My complaint letter to the race organizers:

To Leaders of Unbound and Associated Organizations,

I am writing to express my concerns as a 6-time 200 mile participant that the decision to not reroute around the mud at mile 10 significantly hurt the event and the experiences of many who participated and will have significant negative effects on Unbound and the associated organization.

I have had a love affair with DK and now Unbound since late 2016. While riding an early gravel event in Massachusetts I met a man who had ridden DK, so I signed up for a motel room in late 2016 and convinced my riding partner #$% to register in 2017. We first came in 2017 and have been back every year since. I completed my 5th 200 last year and received the 1000 mile chalice. For 6 years we have stayed in town, supported local businesses, donated after the tornado struck Eureka, and spread word of the event throughout New England and encouraged at least 20 other people to do the event. I returned this year to support #$% in his quest for 1000 miles, because we convinced two other friends from Massachusetts to ride and because I love the event, Emporia, and the people. I turned down the Oregon gravel grinder to do unbound.

First, it was clearly evident that the mud at mile 10-13/14 presented a significant risk of requiring a long hike-a-bike and causing mechanical damage to bikes. When I first came to emporia in 2017, on our first day we did a shakedown ride including the start of the course. Here are two photos from Thursday, June 1, 2017. This is our first ride in Emporia ever, and at the exact spot where the mud started this Saturday. Road 120. It is known to locals as an area that develops peanut butter mud. We learned in 2017. Note it was a sunny hot day (it had rained the night before). We tried hiking our biked that day, and did so on and off for 1-2 miles before turning around.

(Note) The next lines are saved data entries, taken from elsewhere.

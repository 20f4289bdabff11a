use std::{collections::HashMap, rc::Rc};

use crate::{
    AccessorPair, Field, Function, Interner, Map, MapKind, NativeFn, Object,
    PairAttributes, Str, Tagged, Value, Visitable, Visitor, dict::ITEM_SIZE,
    interning::InternedId,
};

// ── Heap settings ─────────────────────────────────────────────────────

/// Configuration for the object heap.
#[derive(Debug, Clone)]
pub struct HeapSettings {
    /// Slot count of the first Field an object gets. Must be a power of two
    /// large enough to hold one keyed entry.
    pub min_field_size: usize,
    /// Initial linear-probe budget of a keyed lookup before the dictionary
    /// grows. Any value from 1 terminates: once a table is four times
    /// larger than its entries, exhaustion widens that object's budget
    /// instead of growing it.
    pub max_probes: usize,
    /// Integer keys at or above this index move a dense object to keyed
    /// storage instead of growing it.
    pub dense_index_limit: usize,
    /// Longest shape chain before an object falls back to a generic map.
    pub max_transition_depth: usize,
    /// Arena cells reserved up front.
    pub initial_cells: usize,
}

impl Default for HeapSettings {
    fn default() -> Self {
        Self {
            min_field_size: 8,
            max_probes: 8,
            dense_index_limit: 65_536,
            max_transition_depth: 64,
            initial_cells: 256,
        }
    }
}

impl HeapSettings {
    #[inline]
    pub fn validate(&self) -> Result<(), &'static str> {
        if !self.min_field_size.is_power_of_two() {
            return Err("min_field_size must be a power of two");
        }
        if self.min_field_size < ITEM_SIZE {
            return Err("min_field_size must hold at least one keyed entry");
        }
        if self.max_probes == 0 {
            return Err("max_probes must be > 0");
        }
        if self.dense_index_limit == 0 {
            return Err("dense_index_limit must be > 0");
        }
        if self.max_transition_depth == 0 {
            return Err("max_transition_depth must be > 0");
        }
        Ok(())
    }
}

// ── Cells ─────────────────────────────────────────────────────────────

/// One arena slot.
pub enum HeapCell {
    Free,
    Object(Object),
    Field(Field),
    Map(Map),
    Str(Str),
    AccessorPair(AccessorPair),
    Function(Function),
}

impl HeapCell {
    fn type_name(&self) -> &'static str {
        match self {
            HeapCell::Free => "free cell",
            HeapCell::Object(_) => "object",
            HeapCell::Field(_) => "field",
            HeapCell::Map(_) => "map",
            HeapCell::Str(_) => "string",
            HeapCell::AccessorPair(_) => "accessor pair",
            HeapCell::Function(_) => "function",
        }
    }
}

// dispatch to the concrete entity, each reports its own edges
impl Visitable for HeapCell {
    fn visit_edges(&self, holder: Value, visitor: &mut impl Visitor) {
        match self {
            HeapCell::Free | HeapCell::Str(_) | HeapCell::Function(_) => (),
            HeapCell::Object(object) => object.visit_edges(holder, visitor),
            HeapCell::Field(field) => field.visit_edges(holder, visitor),
            HeapCell::Map(map) => map.visit_edges(holder, visitor),
            HeapCell::AccessorPair(pair) => pair.visit_edges(holder, visitor),
        }
    }
}

/// What a [`Value`] is, resolved against the heap.
///
/// Every decision point that depends on the kind of a key or value matches
/// on this exhaustively.
#[derive(Debug, Clone, Copy, PartialEq, Eq)]
pub enum ValueKind {
    Fixnum(i64),
    Undefined,
    Hole,
    Object(Tagged<Object>),
    Field(Tagged<Field>),
    Map(Tagged<Map>),
    Str(Tagged<Str>),
    AccessorPair(Tagged<AccessorPair>),
    Function(Tagged<Function>),
}

#[derive(Debug, Default, Clone, Copy, PartialEq, Eq)]
pub struct HeapStats {
    pub allocations: usize,
    pub grows: usize,
    pub dense_to_keyed: usize,
    pub shape_transitions: usize,
    pub collections: usize,
}

#[derive(Debug, Default, Clone, Copy, PartialEq, Eq)]
pub struct CollectStats {
    pub live: usize,
    pub freed: usize,
}

// ── Heap ──────────────────────────────────────────────────────────────

pub struct Heap {
    settings: HeapSettings,
    cells: Vec<HeapCell>,
    free: Vec<u32>,
    handles: Vec<Value>,
    interner: Interner,
    names: HashMap<InternedId, Tagged<Str>, ahash::RandomState>,
    root_maps: HashMap<(MapKind, Value), Tagged<Map>, ahash::RandomState>,
    pub(crate) stats: HeapStats,
}

macro_rules! cell_accessors {
    ($get:ident, $get_mut:ident, $variant:ident, $ty:ty) => {
        pub fn $get(&self, tagged: Tagged<$ty>) -> &$ty {
            match self.cell(tagged.index()) {
                HeapCell::$variant(inner) => inner,
                other => panic!(
                    "expected {} at #{}, found {}",
                    stringify!($variant),
                    tagged.index(),
                    other.type_name()
                ),
            }
        }

        pub fn $get_mut(&mut self, tagged: Tagged<$ty>) -> &mut $ty {
            match self.cell_mut(tagged.index()) {
                HeapCell::$variant(inner) => inner,
                other => panic!(
                    "expected {} at #{}, found {}",
                    stringify!($variant),
                    tagged.index(),
                    other.type_name()
                ),
            }
        }
    };
}

impl Heap {
    pub fn new(settings: HeapSettings) -> Self {
        Self::try_new(settings).expect("Invalid Heap Settings")
    }

    pub fn try_new(settings: HeapSettings) -> Result<Self, &'static str> {
        Self::with_interner(settings, Interner::new())
    }

    /// Create a heap that shares its name table with other heaps.
    pub fn with_interner(
        settings: HeapSettings,
        interner: Interner,
    ) -> Result<Self, &'static str> {
        settings.validate()?;
        let cells = Vec::with_capacity(settings.initial_cells);
        Ok(Self {
            settings,
            cells,
            free: Vec::new(),
            handles: Vec::new(),
            interner,
            names: HashMap::default(),
            root_maps: HashMap::default(),
            stats: HeapStats::default(),
        })
    }

    #[inline]
    pub fn settings(&self) -> &HeapSettings {
        &self.settings
    }

    #[inline]
    pub fn stats(&self) -> HeapStats {
        self.stats
    }

    #[inline]
    pub fn interner(&self) -> &Interner {
        &self.interner
    }

    /// Number of occupied cells.
    pub fn live_cells(&self) -> usize {
        self.cells.len() - self.free.len()
    }

    fn cell(&self, index: usize) -> &HeapCell {
        match self.cells.get(index) {
            Some(HeapCell::Free) => panic!("use of freed heap cell #{index}"),
            Some(cell) => cell,
            None => panic!("heap cell #{index} out of bounds"),
        }
    }

    fn cell_mut(&mut self, index: usize) -> &mut HeapCell {
        match self.cells.get_mut(index) {
            Some(HeapCell::Free) => panic!("use of freed heap cell #{index}"),
            Some(cell) => cell,
            None => panic!("heap cell #{index} out of bounds"),
        }
    }

    cell_accessors!(object, object_mut, Object, Object);
    cell_accessors!(field, field_mut, Field, Field);
    cell_accessors!(map, map_mut, Map, Map);
    cell_accessors!(string, string_mut, Str, Str);
    cell_accessors!(pair, pair_mut, AccessorPair, AccessorPair);
    cell_accessors!(function, function_mut, Function, Function);

    /// Resolve what `value` is.
    pub fn kind(&self, value: Value) -> ValueKind {
        if let Some(n) = value.to_i64() {
            return ValueKind::Fixnum(n);
        }
        if value.is_hole() {
            return ValueKind::Hole;
        }
        let Some(index) = value.ref_index() else {
            return ValueKind::Undefined;
        };
        let tagged = Tagged::<()>::from_index(index);
        match self.cell(index as usize) {
            HeapCell::Free => unreachable!("cell() rejects free cells"),
            HeapCell::Object(_) => ValueKind::Object(tagged.cast()),
            HeapCell::Field(_) => ValueKind::Field(tagged.cast()),
            HeapCell::Map(_) => ValueKind::Map(tagged.cast()),
            HeapCell::Str(_) => ValueKind::Str(tagged.cast()),
            HeapCell::AccessorPair(_) => ValueKind::AccessorPair(tagged.cast()),
            HeapCell::Function(_) => ValueKind::Function(tagged.cast()),
        }
    }

    // ── Allocation ────────────────────────────────────────────────────

    fn allocate(&mut self, cell: HeapCell) -> u32 {
        self.stats.allocations += 1;
        if let Some(index) = self.free.pop() {
            self.cells[index as usize] = cell;
            return index;
        }
        let index = u32::try_from(self.cells.len())
            .ok()
            .filter(|&index| index < (u32::MAX >> 1))
            .expect("heap arena exhausted");
        self.cells.push(cell);
        index
    }

    /// Allocate a Field of `capacity` slots, all holes.
    pub fn alloc_field(&mut self, capacity: usize) -> Tagged<Field> {
        let index = self.allocate(HeapCell::Field(Field::new(capacity)));
        Tagged::from_index(index)
    }

    pub(crate) fn alloc_map(&mut self, map: Map) -> Tagged<Map> {
        Tagged::from_index(self.allocate(HeapCell::Map(map)))
    }

    pub(crate) fn alloc_object(&mut self, object: Object) -> Tagged<Object> {
        Tagged::from_index(self.allocate(HeapCell::Object(object)))
    }

    pub fn alloc_pair(
        &mut self,
        getter: Value,
        setter: Value,
        attributes: PairAttributes,
    ) -> Tagged<AccessorPair> {
        let pair = AccessorPair::new(getter, setter, attributes);
        Tagged::from_index(self.allocate(HeapCell::AccessorPair(pair)))
    }

    pub fn alloc_function<F>(&mut self, name: &str, body: F) -> Tagged<Function>
    where
        F: Fn(&mut Heap, Value, &[Value]) -> Value + 'static,
    {
        let body: Rc<NativeFn> = Rc::new(body);
        let function = Function::new(name, body);
        Tagged::from_index(self.allocate(HeapCell::Function(function)))
    }

    /// The heap's string cell for `text`. Equal texts give the same cell.
    pub fn intern(&mut self, text: &str) -> Tagged<Str> {
        let symbol = self.interner.add(text);
        if let Some(&existing) = self.names.get(&symbol.id) {
            return existing;
        }
        let interned = self.interner.get(&symbol.id).unwrap_or_else(|| text.into());
        let index = self.allocate(HeapCell::Str(Str::new(symbol, interned)));
        let string = Tagged::from_index(index);
        self.names.insert(symbol.id, string);
        string
    }

    /// The shared root map of `kind` for prototype `proto` (`HOLE` = none).
    pub fn root_map(&mut self, kind: MapKind, proto: Value) -> Tagged<Map> {
        if let Some(&map) = self.root_maps.get(&(kind, proto)) {
            return map;
        }
        let map = self.alloc_map(Map::new(kind, proto, 0));
        self.root_maps.insert((kind, proto), map);
        map
    }

    // ── Scopes & invocation ───────────────────────────────────────────

    /// Run `f` in a handle scope: values pinned inside stay GC roots until
    /// the scope exits.
    pub fn scope<R>(&mut self, f: impl FnOnce(&mut Heap) -> R) -> R {
        let mark = self.handles.len();
        let result = f(self);
        self.handles.truncate(mark);
        result
    }

    #[inline]
    pub fn pin(&mut self, value: impl Into<Value>) {
        self.handles.push(value.into());
    }

    /// Invoke a native function with `receiver` as `this`.
    pub fn call(
        &mut self,
        function: Tagged<Function>,
        receiver: Value,
        args: &[Value],
    ) -> Value {
        let body = self.function(function).body();
        self.scope(|heap| {
            heap.pin(receiver);
            args.iter().for_each(|&arg| heap.pin(arg));
            (*body)(heap, receiver, args)
        })
    }

    // ── Collection ────────────────────────────────────────────────────

    /// Free every cell not reachable from `roots`, pinned handles, interned
    /// names or root maps.
    pub fn collect(&mut self, roots: &[Value]) -> CollectStats {
        struct Marker<'a> {
            pending: &'a mut Vec<Value>,
        }

        impl Visitor for Marker<'_> {
            fn visit(&mut self, _holder: Value, _offset: usize, _name: &'static str, target: Value) {
                if target.is_ref() {
                    self.pending.push(target);
                }
            }
        }

        let mut marks = vec![false; self.cells.len()];
        let mut pending: Vec<Value> = roots
            .iter()
            .chain(self.handles.iter())
            .copied()
            .chain(self.names.values().map(|name| name.value()))
            .chain(self.root_maps.values().map(|map| map.value()))
            .collect();

        while let Some(value) = pending.pop() {
            let Some(index) = value.ref_index() else {
                continue;
            };
            let index = index as usize;
            if marks[index] {
                continue;
            }
            marks[index] = true;
            let mut marker = Marker {
                pending: &mut pending,
            };
            self.cell(index).visit_edges(value, &mut marker);
        }

        let mut stats = CollectStats::default();
        for (index, cell) in self.cells.iter_mut().enumerate() {
            if matches!(cell, HeapCell::Free) {
                continue;
            }
            if marks[index] {
                stats.live += 1;
            } else {
                *cell = HeapCell::Free;
                self.free.push(index as u32);
                stats.freed += 1;
            }
        }
        self.stats.collections += 1;
        log::debug!(
            "collection #{}: {} live, {} freed",
            self.stats.collections,
            stats.live,
            stats.freed
        );
        stats
    }
}

impl core::fmt::Debug for Heap {
    fn fmt(&self, f: &mut core::fmt::Formatter<'_>) -> core::fmt::Result {
        f.debug_struct("Heap")
            .field("settings", &self.settings)
            .field("cells", &self.cells.len())
            .field("free", &self.free.len())
            .field("handles", &self.handles.len())
            .field("stats", &self.stats)
            .finish()
    }
}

Second, it was possible to reroute the course. The race organizers had previously re-routed around this section for fear of unrideable mud. In 2018, after a start line thunderstorm, the course was re-routed. It was still a long hard day, and I doubt a single person complained that they did not get to do that section. You mentioned possibly doing this at the race meeting Friday, and it rained after this meeting.

Third, the early mud section caused significant negative effects on the ride and amateur riders that were avoidable. These are the Issues:

  1. Hiking 3+ miles of avoidable mud is not what people signed up for. People signed up for an epic gravel CYCLING event. We all know the Flint Hills are wild and unpredictable, and some mud and hiking may be unavoidable. Last year, for example, the mud was not fun, but it happened mid day, and in the course of that event did not have a significant effect on people’s outcomes.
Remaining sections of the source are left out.